:: Input records ::
//! Mailer that writes messages to the tracing log instead of a transport.

use async_trait::async_trait;
use tracing::{debug, info};

use crate::notification::{
    domain::OutgoingMail,
    ports::{Mailer, MailerResult},
};

/// Logs every message at `info` level with its body at `debug`.
#[derive(Debug, Clone)]
pub struct LogMailer {
    from: String,
}

impl LogMailer {
    /// Creates a mailer that reports `from` as the sender address.
    #[must_use]
    pub fn new(from: impl Into<String>) -> Self {
        Self { from: from.into() }
    }
}

#[async_trait]
impl Mailer for LogMailer {
    async fn send(&self, mail: &OutgoingMail) -> MailerResult<()> {
        info!(from = %self.from, to = %mail.to, subject = %mail.subject, "mail sent");
        debug!(to = %mail.to, body = %mail.body, "mail body");
        Ok(())
    }
}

:: Requirement ::
Write the data out once more. Keep every word the same.

:: Task answer ::
//! Mailer that writes messages to the tracing log instead of a transport.

use async_trait::async_trait;
use tracing::{debug, info};

use crate::notification::{
    domain::OutgoingMail,
    ports::{Mailer, MailerResult},
};

/// Logs every message at `info` level with its body at `debug`.
#[derive(Debug, Clone)]
pub struct LogMailer {
    from: String,
}

impl LogMailer {
    /// Creates a mailer that reports `from` as the sender address.
    #[must_use]
    pub fn new(from: impl Into<String>) -> Self {
        Self { from: from.into() }
    }
}

#[async_trait]
impl Mailer for LogMailer {
    async fn send(&self, mail: &OutgoingMail) -> MailerResult<()> {
        info!(from = %self.from, to = %mail.to, subject = %mail.subject, "mail sent");
        debug!(to = %mail.to, body = %mail.body, "mail body");
        Ok(())
    }
}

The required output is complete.